Entertainment

'Pride and Prejudice and Zombies' Has a Zombie Problem

Elizabeth Bennet loved dead bodies. Why would she kill them? 

Pride and Prejudice and Zombies, a film based on the 2009 book of the same title, will be released in February. The story involves exactly what you think it does: the characters in Jane Austen’s novel, including the Bennet sisters, live in an early 19th century world where a zombie outbreak has crippled their society. They also find love.

Seth Grahame-Smith, who authored Pride and Prejudice and Zombies, as well as a novel called Abraham Lincoln, Vampire Hunter, has made a gimmicky career placing contemporary monsters in antiquated time periods. What Pride and Prejudice and Zombies didn’t account for was the very real and very odd cultural fascination with dead bodies in which early-19th-century people engaged. From historical evidence, we know that the Bennet sisters wouldn’t have become militarized and fought zombies the way people in the late 2010s would. They may have done more to survive, but the initial reaction among Elizabeth Bennet and her contemporaries wouldn’t have been “get out the swords!”
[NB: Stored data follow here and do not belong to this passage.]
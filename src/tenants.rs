use serde::Deserialize;
use std::{collections::BTreeMap, collections::HashMap, fmt, sync::Arc};
use thiserror::Error;
use tracing::{info, warn};

/// Per-tenant ("empresa") parameters shared by the generic executors.
#[derive(Debug, Clone, Deserialize)]
pub struct TenantProfile {
    pub id: String,
    #[serde(default)]
    pub api_keys: Vec<String>,
    /// Raw supplier attribute name -> record field (`title`, `price`, ...).
    #[serde(default)]
    pub field_mappings: BTreeMap<String, String>,
    /// Vehicle or model names recognised by the fitment stage.
    #[serde(default)]
    pub fitment_vocabulary: Vec<String>,
    #[serde(default)]
    pub default_category: Option<String>,
    #[serde(default = "default_currency")]
    pub currency: String,
    #[serde(default)]
    pub require_publish_confirmation: bool,
    #[serde(default)]
    pub storefront: Option<StorefrontCredentials>,
}

fn default_currency() -> String {
    "BRL".to_string()
}

impl TenantProfile {
    pub fn new(id: impl Into<String>) -> Self {
        Self {
            id: id.into(),
            api_keys: Vec::new(),
            field_mappings: BTreeMap::new(),
            fitment_vocabulary: Vec::new(),
            default_category: None,
            currency: default_currency(),
            require_publish_confirmation: false,
            storefront: None,
        }
    }
}

#[derive(Clone, Deserialize)]
pub struct StorefrontCredentials {
    pub base_url: String,
    #[serde(default)]
    pub token: Option<String>,
    #[serde(default)]
    pub consumer_key: Option<String>,
    #[serde(default)]
    pub consumer_secret: Option<String>,
}

impl fmt::Debug for StorefrontCredentials {
    fn fmt(&self, f: &mut fmt::Formatter<'_>) -> fmt::Result {
        f.debug_struct("StorefrontCredentials")
            .field("base_url", &self.base_url)
            .field("token", &self.token.as_ref().map(|_| "***"))
            .field("consumer_key", &self.consumer_key.as_ref().map(|_| "***"))
            .field("consumer_secret", &self.consumer_secret.as_ref().map(|_| "***"))
            .finish()
    }
}

#[derive(Debug, Error)]
pub enum TenantError {
    #[error("failed to read tenants file {path}: {source}")]
    Io {
        path: String,
        source: std::io::Error,
    },
    #[error("invalid tenants file: {0}")]
    Parse(#[from] serde_yaml::Error),
    #[error("duplicate tenant id `{0}`")]
    Duplicate(String),
    #[error("api key configured for more than one tenant")]
    SharedKey,
}

#[derive(Deserialize)]
struct TenantsFile {
    tenants: Vec<TenantProfile>,
}

/// Tenant lookup by id and by presented API key.
#[derive(Debug, Clone, Default)]
pub struct TenantRegistry {
    tenants: Arc<HashMap<String, Arc<TenantProfile>>>,
    keys: Arc<HashMap<String, KeyRecord>>,
}

#[derive(Debug, Clone)]
pub struct KeyRecord {
    pub tenant: String,
    pub api_key_id: String,
}

impl TenantRegistry {
    pub fn with_tenants(
        profiles: impl IntoIterator<Item = TenantProfile>,
    ) -> Result<Self, TenantError> {
        let mut tenants = HashMap::new();
        let mut keys = HashMap::new();
        for profile in profiles {
            for (idx, key) in profile.api_keys.iter().enumerate() {
                let record = KeyRecord {
                    tenant: profile.id.clone(),
                    api_key_id: format!("{}-key-{:02}", profile.id, idx + 1),
                };
                if keys.insert(key.clone(), record).is_some() {
                    return Err(TenantError::SharedKey);
                }
            }
            let id = profile.id.clone();
            if tenants.insert(id.clone(), Arc::new(profile)).is_some() {
                return Err(TenantError::Duplicate(id));
            }
        }
        Ok(Self {
            tenants: Arc::new(tenants),
            keys: Arc::new(keys),
        })
    }

    pub fn from_yaml_str(raw: &str) -> Result<Self, TenantError> {
        let file: TenantsFile = serde_yaml::from_str(raw)?;
        Self::with_tenants(file.tenants)
    }

    /// `TENANTS_FILE` (yaml) first, then `API_KEYS` (`tenant:key,...`), then a demo tenant.
    pub fn from_env() -> Result<Self, TenantError> {
        if let Ok(path) = std::env::var("TENANTS_FILE") {
            let raw = std::fs::read_to_string(&path).map_err(|source| TenantError::Io {
                path: path.clone(),
                source,
            })?;
            let registry = Self::from_yaml_str(&raw)?;
            info!(
                target = "catalog.api",
                tenant_count = registry.tenants.len(),
                path = %path,
                "loaded tenants from file"
            );
            return Ok(registry);
        }

        let raw = std::env::var("API_KEYS").unwrap_or_default();
        let mut profiles: BTreeMap<String, TenantProfile> = BTreeMap::new();
        for token in raw.split(',') {
            let trimmed = token.trim();
            if trimmed.is_empty() {
                continue;
            }
            let mut parts = trimmed.splitn(2, ':');
            let tenant = parts.next().map(str::trim).filter(|s| !s.is_empty());
            let key = parts.next().map(str::trim).filter(|s| !s.is_empty());
            match (tenant, key) {
                (Some(tenant), Some(secret)) => profiles
                    .entry(tenant.to_string())
                    .or_insert_with(|| TenantProfile::new(tenant))
                    .api_keys
                    .push(secret.to_string()),
                _ => warn!(
                    target = "catalog.api",
                    "ignored malformed API_KEYS entry: {trimmed}"
                ),
            }
        }

        if profiles.is_empty() {
            warn!(
                target = "catalog.api",
                "no tenants configured; falling back to demo credentials"
            );
            let mut demo = TenantProfile::new("demo-empresa");
            demo.api_keys.push("demo-key".to_string());
            profiles.insert(demo.id.clone(), demo);
        }

        Self::with_tenants(profiles.into_values())
    }

    pub fn get(&self, tenant: &str) -> Option<Arc<TenantProfile>> {
        self.tenants.get(tenant).cloned()
    }

    pub fn authenticate(&self, presented: &str) -> Option<KeyRecord> {
        self.keys.get(presented).cloned()
    }

    pub fn len(&self) -> usize {
        self.tenants.len()
    }
}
We now see dead bodies as disgusting, partly because of our advanced knowledge of biohazard decay and infection, but back then, dead bodies were considered precious and mysterious. As Smithsonian magazine describes, so many people cut and wore locks of President Lincoln’s hair after his assassination that “one wonders how he made it to the grave with any hair at all.” These locks of hair, sometimes called blood relics, were a commonplace accessory for those who had lost loved ones. The hair of dead presidents was sold at auction in 2012, and The New York Times reported on the sale, as it was unusual at the time. Preserving and collecting the hair of dead figures had gone out of style over a hundred years ago.

But the trend was more than just hair. During the early 19th century, when Pride and Prejudice is set, many people took post-mortem family portraits whenever a relative died. It was considered normal, respectful even, to prop up the dead body in the frame and pose around it, as a goodbye to the deceased.

Which one's dead? The girl in the middle looks perfectly clear because she ISN'T MOVING.

It’s not that the average person in that time period just happened to be more macabre and freaky than the way we are now; post-mortem photos and blood relics simply speak to their unique relationship with death. Whereas modern undertakers use chemical treatments and cosmetics to make open-casket bodies look uncannily alive, folks in the Pride and Prejudice era weren’t turned off by the visceral fact of a dead body. The taboo, and the innate fear of death, that inspired the zombie apocalypse trend — how could the dead body of my loved one be moving?? — just didn’t exist back then.

Consider the death’s head, which appeared as iconography on gravestones during Elizabeth Bennet’s time period. We now tend to use images of angels, saints and peaceful landscapes when designing paraphernalia for funerals, but back then, most graves featured a grotesque, winged skull creature called a death’s head.

In his Handbook of Death and Dying, Clifton D. Bryant estimates that society’s romance with death ended in the 20th century, and sexual liberation became the talk of the period. Bryant says that while contemporary ideas of grief emphasize keeping pain private and learning to sever the bond between the living and the dead, 19th-century people were encouraged to be public with their losses, carrying out long mourning periods in which they dressed and spoke differently. Those in the 19th century believed the “rupture” between the dead and the living was not permanent, and, therefore, the bodies of the dead were a negligible part of the process.

So what does all of this mean for zombies? If a zombie virus broke out in the 19th century, it’s likely that many, many more people would have been killed in trying to reason with, cuddle with, or generally enjoy their contact with the bodies of the dead. The zombie apocalypse in the 19th century would have looked a lot like Shaun keeping Zombie Ed in his shed to play video games in Shaun of the Dead.

Elizabeth Bennet, as an average citizen of her time period, would not have been immediately repulsed by the dead coming back to life. If horror is a byproduct of existing in Freud’s uncanny valley — that is, the space between what seems real and what could not be real — Elizabeth Bennet’s uncanny valley would have been a lot smaller than ours. The concept of “walking dead” wasn’t all that far out of her time period’s cultural imagination, so Pride and Prejudice and Zombies militarizing the movement to kill zombies is hugely missing the point.

Why bother to set a zombie apocalypse in a different time period if you’re not even going to examine how characters in that time period would have viewed death? Wouldn’t a Pride and Prejudice and Zombies with an altered viewpoint have been far more unique, and fun?

If zombies are going to stick around (and considering the top show on television is still The Walking Dead, they probably will), filmmakers will have to keep their ideas linked to the core horror of zombies: that they grew out of a contemporary, 20th-century fear of death and decay. Writing horror films and setting them in alternate time periods must involve an examination of what society feared most during that time period. The upcoming film The Witch seems ready to tackle this subject, and the combination of home invasion and ghost scares in The Conjuring, set in the 1970s, does the same. Horror, as with all genres, has to reflect the concerns and values of its time period. Pride and Prejudice and Zombies doesn’t.